- **Data in this exercise**
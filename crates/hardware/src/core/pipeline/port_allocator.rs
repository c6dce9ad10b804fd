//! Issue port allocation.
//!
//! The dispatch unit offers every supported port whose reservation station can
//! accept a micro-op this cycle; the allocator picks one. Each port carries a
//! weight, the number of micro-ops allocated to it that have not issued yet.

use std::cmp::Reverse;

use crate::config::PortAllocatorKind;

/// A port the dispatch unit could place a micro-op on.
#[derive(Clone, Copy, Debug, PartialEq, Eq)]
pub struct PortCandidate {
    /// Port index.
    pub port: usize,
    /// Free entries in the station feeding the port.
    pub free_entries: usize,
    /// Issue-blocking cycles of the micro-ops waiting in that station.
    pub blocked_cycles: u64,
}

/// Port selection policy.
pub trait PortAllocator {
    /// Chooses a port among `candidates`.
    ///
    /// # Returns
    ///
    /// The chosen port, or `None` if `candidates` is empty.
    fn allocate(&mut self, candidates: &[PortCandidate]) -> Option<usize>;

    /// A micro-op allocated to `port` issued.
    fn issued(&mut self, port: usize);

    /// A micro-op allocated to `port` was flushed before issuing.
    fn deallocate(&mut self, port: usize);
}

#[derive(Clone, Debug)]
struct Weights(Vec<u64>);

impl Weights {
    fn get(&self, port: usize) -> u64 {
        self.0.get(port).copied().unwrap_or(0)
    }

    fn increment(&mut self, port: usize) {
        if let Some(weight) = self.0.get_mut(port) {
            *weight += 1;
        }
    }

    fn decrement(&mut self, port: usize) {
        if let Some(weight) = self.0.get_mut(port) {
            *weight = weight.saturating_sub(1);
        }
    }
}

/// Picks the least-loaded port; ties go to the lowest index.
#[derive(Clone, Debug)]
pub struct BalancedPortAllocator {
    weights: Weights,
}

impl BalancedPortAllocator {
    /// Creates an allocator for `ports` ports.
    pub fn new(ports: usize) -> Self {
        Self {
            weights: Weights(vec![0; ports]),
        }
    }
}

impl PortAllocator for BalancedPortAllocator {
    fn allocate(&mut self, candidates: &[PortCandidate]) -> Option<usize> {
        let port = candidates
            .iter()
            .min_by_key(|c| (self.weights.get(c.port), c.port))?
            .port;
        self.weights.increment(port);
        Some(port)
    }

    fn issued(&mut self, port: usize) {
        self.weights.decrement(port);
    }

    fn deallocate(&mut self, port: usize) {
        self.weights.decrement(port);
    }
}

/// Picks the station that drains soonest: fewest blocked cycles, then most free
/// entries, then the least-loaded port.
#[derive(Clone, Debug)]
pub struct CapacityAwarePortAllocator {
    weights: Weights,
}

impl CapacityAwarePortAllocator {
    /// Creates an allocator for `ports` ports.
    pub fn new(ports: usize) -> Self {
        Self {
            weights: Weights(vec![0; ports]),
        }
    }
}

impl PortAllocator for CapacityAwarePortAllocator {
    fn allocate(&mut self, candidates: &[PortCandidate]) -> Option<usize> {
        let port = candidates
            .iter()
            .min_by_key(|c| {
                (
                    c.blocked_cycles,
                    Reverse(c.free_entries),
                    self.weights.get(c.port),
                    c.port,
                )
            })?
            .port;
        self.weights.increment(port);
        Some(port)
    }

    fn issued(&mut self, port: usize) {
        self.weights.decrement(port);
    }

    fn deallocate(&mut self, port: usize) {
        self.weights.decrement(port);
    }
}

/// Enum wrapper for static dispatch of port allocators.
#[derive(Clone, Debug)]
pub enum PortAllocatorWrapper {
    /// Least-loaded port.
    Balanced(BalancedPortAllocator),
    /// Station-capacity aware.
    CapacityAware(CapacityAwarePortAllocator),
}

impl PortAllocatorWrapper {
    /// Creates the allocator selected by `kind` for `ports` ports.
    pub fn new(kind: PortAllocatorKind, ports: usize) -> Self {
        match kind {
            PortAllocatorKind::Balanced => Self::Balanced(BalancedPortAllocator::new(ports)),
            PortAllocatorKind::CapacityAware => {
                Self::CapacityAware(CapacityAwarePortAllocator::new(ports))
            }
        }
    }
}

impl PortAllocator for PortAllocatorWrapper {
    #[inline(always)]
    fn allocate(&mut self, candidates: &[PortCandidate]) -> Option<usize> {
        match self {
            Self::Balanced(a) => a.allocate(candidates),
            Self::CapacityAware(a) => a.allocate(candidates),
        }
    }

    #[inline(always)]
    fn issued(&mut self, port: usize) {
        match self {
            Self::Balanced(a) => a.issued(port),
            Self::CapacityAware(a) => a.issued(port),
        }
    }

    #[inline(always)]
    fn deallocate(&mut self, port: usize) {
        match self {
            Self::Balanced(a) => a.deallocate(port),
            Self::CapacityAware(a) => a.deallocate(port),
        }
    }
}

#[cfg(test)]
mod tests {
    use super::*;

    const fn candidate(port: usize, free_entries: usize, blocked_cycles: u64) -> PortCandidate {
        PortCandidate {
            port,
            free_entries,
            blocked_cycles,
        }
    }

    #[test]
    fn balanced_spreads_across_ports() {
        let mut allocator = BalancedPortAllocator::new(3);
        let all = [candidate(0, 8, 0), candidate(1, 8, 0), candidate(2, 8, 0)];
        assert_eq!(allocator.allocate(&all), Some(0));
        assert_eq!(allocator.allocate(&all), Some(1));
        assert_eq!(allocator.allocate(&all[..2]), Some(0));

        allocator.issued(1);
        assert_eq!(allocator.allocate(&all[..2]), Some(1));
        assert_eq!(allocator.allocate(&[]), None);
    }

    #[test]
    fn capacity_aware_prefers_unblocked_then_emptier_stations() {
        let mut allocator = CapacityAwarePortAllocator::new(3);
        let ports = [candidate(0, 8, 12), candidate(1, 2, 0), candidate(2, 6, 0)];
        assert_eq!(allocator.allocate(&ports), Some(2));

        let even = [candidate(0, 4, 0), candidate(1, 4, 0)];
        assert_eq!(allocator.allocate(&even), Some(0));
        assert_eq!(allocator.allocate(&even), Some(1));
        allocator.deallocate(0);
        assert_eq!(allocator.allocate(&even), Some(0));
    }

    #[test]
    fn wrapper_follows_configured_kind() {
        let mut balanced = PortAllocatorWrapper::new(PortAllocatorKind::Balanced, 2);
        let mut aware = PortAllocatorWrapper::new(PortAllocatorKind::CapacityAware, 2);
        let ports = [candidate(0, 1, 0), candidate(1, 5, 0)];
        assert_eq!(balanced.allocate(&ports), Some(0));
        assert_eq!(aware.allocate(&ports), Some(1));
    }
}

- **Directions**
Every single entry above has to be copied exactly.

- **Solution to this task**
filename crates/hardware/src/core/pipeline/port_allocator.rs
repository c6dce9ad10b804fd
//! Issue port allocation.
//!
//! The dispatch unit offers every supported port whose reservation station can
//! accept a micro-op this cycle; the allocator picks one. Each port carries a
//! weight, the number of micro-ops allocated to it that have not issued yet.

use std::cmp::Reverse;

use crate::config::PortAllocatorKind;

/// A port the dispatch unit could place a micro-op on.
#[derive(Clone, Copy, Debug, PartialEq, Eq)]
pub struct PortCandidate {
    /// Port index.
    pub port: usize,
    /// Free entries in the station feeding the port.
    pub free_entries: usize,
    /// Issue-blocking cycles of the micro-ops waiting in that station.
    pub blocked_cycles: u64,
}

/// Port selection policy.
pub trait PortAllocator {
    /// Chooses a port among `candidates`.
    ///
    /// # Returns
    ///
    /// The chosen port, or `None` if `candidates` is empty.
    fn allocate(&mut self, candidates: &[PortCandidate]) -> Option<usize>;

    /// A micro-op allocated to `port` issued.
    fn issued(&mut self, port: usize);

    /// A micro-op allocated to `port` was flushed before issuing.
    fn deallocate(&mut self, port: usize);
}

#[derive(Clone, Debug)]
struct Weights(Vec<u64>);

impl Weights {
    fn get(&self, port: usize) -> u64 {
        self.0.get(port).copied().unwrap_or(0)
    }

    fn increment(&mut self, port: usize) {
        if let Some(weight) = self.0.get_mut(port) {
            *weight += 1;
        }
    }

    fn decrement(&mut self, port: usize) {
        if let Some(weight) = self.0.get_mut(port) {
            *weight = weight.saturating_sub(1);
        }
    }
}

/// Picks the least-loaded port; ties go to the lowest index.
#[derive(Clone, Debug)]
pub struct BalancedPortAllocator {
    weights: Weights,
}

impl BalancedPortAllocator {
    /// Creates an allocator for `ports` ports.
    pub fn new(ports: usize) -> Self {
        Self {
            weights: Weights(vec![0; ports]),
        }
    }
}

impl PortAllocator for BalancedPortAllocator {
    fn allocate(&mut self, candidates: &[PortCandidate]) -> Option<usize> {
        let port = candidates
            .iter()
            .min_by_key(|c| (self.weights.get(c.port), c.port))?
            .port;
        self.weights.increment(port);
        Some(port)
    }

    fn issued(&mut self, port: usize) {
        self.weights.decrement(port);
    }

    fn deallocate(&mut self, port: usize) {
        self.weights.decrement(port);
    }
}

/// Picks the station that drains soonest: fewest blocked cycles, then most free
/// entries, then the least-loaded port.
#[derive(Clone, Debug)]
pub struct CapacityAwarePortAllocator {
    weights: Weights,
}

impl CapacityAwarePortAllocator {
    /// Creates an allocator for `ports` ports.
    pub fn new(ports: usize) -> Self {
        Self {
            weights: Weights(vec![0; ports]),
        }
    }
}

impl PortAllocator for CapacityAwarePortAllocator {
    fn allocate(&mut self, candidates: &[PortCandidate]) -> Option<usize> {
        let port = candidates
            .iter()
            .min_by_key(|c| {
                (
                    c.blocked_cycles,
                    Reverse(c.free_entries),
                    self.weights.get(c.port),
                    c.port,
                )
            })?
            .port;
        self.weights.increment(port);
        Some(port)
    }

    fn issued(&mut self, port: usize) {
        self.weights.decrement(port);
    }

    fn deallocate(&mut self, port: usize) {
        self.weights.decrement(port);
    }
}

/// Enum wrapper for static dispatch of port allocators.
#[derive(Clone, Debug)]
pub enum PortAllocatorWrapper {
    /// Least-loaded port.
    Balanced(BalancedPortAllocator),
    /// Station-capacity aware.
    CapacityAware(CapacityAwarePortAllocator),
}

impl PortAllocatorWrapper {
    /// Creates the allocator selected by `kind` for `ports` ports.
    pub fn new(kind: PortAllocatorKind, ports: usize) -> Self {
        match kind {
            PortAllocatorKind::Balanced => Self::Balanced(BalancedPortAllocator::new(ports)),
            PortAllocatorKind::CapacityAware => {
                Self::CapacityAware(CapacityAwarePortAllocator::new(ports))
            }
        }
    }
}

impl PortAllocator for PortAllocatorWrapper {
    #[inline(always)]
    fn allocate(&mut self, candidates: &[PortCandidate]) -> Option<usize> {
        match self {
            Self::Balanced(a) => a.allocate(candidates),
            Self::CapacityAware(a) => a.allocate(candidates),
        }
    }

    #[inline(always)]
    fn issued(&mut self, port: usize) {
        match self {
            Self::Balanced(a) => a.issued(port),
            Self::CapacityAware(a) => a.issued(port),
        }
    }

    #[inline(always)]
    fn deallocate(&mut self, port: usize) {
        match self {
            Self::Balanced(a) => a.deallocate(port),
            Self::CapacityAware(a) => a.deallocate(port),
        }
    }
}

#[cfg(test)]
mod tests {
    use super::*;

    const fn candidate(port: usize, free_entries: usize, blocked_cycles: u64) -> PortCandidate {
        PortCandidate {
            port,
            free_entries,
            blocked_cycles,
        }
    }

    #[test]
    fn balanced_spreads_across_ports() {
        let mut allocator = BalancedPortAllocator::new(3);
        let all = [candidate(0, 8, 0), candidate(1, 8, 0), candidate(2, 8, 0)];
        assert_eq!(allocator.allocate(&all), Some(0));
        assert_eq!(allocator.allocate(&all), Some(1));
        assert_eq!(allocator.allocate(&all[..2]), Some(0));

        allocator.issued(1);
        assert_eq!(allocator.allocate(&all[..2]), Some(1));
        assert_eq!(allocator.allocate(&[]), None);
    }

    #[test]
    fn capacity_aware_prefers_unblocked_then_emptier_stations() {
        let mut allocator = CapacityAwarePortAllocator::new(3);
        let ports = [candidate(0, 8, 12), candidate(1, 2, 0), candidate(2, 6, 0)];
        assert_eq!(allocator.allocate(&ports), Some(2));

        let even = [candidate(0, 4, 0), candidate(1, 4, 0)];
        assert_eq!(allocator.allocate(&even), Some(0));
        assert_eq!(allocator.allocate(&even), Some(1));
        allocator.deallocate(0);
        assert_eq!(allocator.allocate(&even), Some(0));
    }

    #[test]
    fn wrapper_follows_configured_kind() {
        let mut balanced = PortAllocatorWrapper::new(PortAllocatorKind::Balanced, 2);
        let mut aware = PortAllocatorWrapper::new(PortAllocatorKind::CapacityAware, 2);
        let ports = [candidate(0, 1, 0), candidate(1, 5, 0)];
        assert_eq!(balanced.allocate(&ports), Some(0));
        assert_eq!(aware.allocate(&ports), Some(1));
    }
}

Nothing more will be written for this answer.